== Segment start ==

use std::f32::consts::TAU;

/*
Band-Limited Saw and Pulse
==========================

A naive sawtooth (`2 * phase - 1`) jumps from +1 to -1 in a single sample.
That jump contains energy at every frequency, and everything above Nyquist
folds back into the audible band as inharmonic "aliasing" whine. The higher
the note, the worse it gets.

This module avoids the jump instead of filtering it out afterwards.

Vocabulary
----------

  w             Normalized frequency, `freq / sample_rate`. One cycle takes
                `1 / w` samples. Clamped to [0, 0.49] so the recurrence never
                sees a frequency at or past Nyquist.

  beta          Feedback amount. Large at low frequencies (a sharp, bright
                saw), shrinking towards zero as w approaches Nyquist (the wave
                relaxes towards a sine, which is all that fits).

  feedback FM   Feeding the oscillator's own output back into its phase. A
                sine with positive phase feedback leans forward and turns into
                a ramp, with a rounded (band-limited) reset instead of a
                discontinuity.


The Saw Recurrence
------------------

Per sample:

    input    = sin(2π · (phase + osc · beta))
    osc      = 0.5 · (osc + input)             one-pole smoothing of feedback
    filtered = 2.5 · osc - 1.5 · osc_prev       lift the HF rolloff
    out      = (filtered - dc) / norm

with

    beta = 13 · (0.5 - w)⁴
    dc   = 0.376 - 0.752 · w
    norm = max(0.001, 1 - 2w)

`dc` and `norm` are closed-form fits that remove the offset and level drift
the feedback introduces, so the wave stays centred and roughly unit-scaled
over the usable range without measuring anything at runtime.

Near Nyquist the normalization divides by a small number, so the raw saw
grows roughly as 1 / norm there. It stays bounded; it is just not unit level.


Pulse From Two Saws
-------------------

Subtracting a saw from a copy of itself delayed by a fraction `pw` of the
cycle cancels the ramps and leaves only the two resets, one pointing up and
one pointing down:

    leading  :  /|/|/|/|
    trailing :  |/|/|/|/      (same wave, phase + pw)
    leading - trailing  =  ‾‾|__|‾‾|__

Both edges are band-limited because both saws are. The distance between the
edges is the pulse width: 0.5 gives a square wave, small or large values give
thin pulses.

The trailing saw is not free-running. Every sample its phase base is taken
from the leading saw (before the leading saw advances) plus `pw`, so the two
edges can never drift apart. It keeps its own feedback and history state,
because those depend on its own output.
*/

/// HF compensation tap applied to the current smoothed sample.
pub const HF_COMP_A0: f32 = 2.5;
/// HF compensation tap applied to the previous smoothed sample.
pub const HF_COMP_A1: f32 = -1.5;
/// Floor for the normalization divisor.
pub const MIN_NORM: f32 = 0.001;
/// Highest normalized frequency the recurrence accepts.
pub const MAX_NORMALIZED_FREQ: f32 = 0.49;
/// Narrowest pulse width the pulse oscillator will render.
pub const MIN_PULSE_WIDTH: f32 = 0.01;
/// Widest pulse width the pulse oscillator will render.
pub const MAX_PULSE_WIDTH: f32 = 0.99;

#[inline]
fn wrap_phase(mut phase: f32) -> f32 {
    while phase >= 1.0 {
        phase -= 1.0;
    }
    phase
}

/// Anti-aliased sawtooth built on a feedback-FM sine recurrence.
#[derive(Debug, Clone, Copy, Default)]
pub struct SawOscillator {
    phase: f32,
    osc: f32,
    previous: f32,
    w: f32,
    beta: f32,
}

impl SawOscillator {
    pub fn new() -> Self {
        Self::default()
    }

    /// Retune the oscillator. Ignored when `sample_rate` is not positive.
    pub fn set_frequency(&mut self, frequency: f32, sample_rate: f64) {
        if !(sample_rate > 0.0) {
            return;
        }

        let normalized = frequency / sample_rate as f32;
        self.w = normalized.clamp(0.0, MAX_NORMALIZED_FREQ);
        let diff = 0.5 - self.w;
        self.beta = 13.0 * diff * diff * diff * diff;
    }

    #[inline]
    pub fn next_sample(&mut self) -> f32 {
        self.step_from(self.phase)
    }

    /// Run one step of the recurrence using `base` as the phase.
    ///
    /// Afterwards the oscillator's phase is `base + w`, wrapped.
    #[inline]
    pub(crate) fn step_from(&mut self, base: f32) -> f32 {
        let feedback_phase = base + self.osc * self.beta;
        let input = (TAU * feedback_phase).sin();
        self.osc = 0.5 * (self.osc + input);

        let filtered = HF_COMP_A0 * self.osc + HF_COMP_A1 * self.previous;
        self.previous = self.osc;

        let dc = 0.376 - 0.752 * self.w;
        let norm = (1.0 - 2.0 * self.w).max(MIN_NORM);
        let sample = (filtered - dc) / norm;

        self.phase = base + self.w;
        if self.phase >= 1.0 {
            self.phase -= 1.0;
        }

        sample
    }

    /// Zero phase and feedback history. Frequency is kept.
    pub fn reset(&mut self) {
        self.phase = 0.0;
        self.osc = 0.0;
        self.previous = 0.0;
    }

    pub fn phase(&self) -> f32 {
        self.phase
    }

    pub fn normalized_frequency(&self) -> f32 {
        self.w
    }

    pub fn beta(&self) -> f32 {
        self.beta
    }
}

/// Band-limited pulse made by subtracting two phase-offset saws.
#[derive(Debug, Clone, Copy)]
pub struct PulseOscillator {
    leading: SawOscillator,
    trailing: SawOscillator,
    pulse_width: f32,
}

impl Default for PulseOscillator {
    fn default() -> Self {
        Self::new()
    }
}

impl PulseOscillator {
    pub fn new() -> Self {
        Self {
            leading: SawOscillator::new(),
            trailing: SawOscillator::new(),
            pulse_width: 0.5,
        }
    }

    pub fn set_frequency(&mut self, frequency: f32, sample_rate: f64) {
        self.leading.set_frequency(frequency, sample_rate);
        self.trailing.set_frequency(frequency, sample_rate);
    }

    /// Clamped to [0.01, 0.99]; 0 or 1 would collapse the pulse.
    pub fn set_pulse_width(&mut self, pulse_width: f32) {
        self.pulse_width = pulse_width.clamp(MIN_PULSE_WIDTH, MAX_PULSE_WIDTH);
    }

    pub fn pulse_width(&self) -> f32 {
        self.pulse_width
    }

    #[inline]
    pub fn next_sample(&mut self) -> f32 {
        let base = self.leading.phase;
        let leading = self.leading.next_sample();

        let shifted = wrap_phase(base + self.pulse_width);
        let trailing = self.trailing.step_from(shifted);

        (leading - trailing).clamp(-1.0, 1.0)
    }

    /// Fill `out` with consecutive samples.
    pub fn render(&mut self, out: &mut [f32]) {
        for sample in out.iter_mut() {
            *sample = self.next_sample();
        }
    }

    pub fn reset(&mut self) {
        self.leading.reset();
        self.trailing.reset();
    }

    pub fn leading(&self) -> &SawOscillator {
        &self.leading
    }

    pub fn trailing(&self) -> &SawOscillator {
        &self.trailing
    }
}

== Segment end ==

**What you have to do**
Which lines of the material above hold the string "Clamped"? Pull them out.

**Task solution**
                `1 / w` samples. Clamped to [0, 0.49] so the recurrence never
    /// Clamped to [0.01, 0.99]; 0 or 1 would collapse the pulse.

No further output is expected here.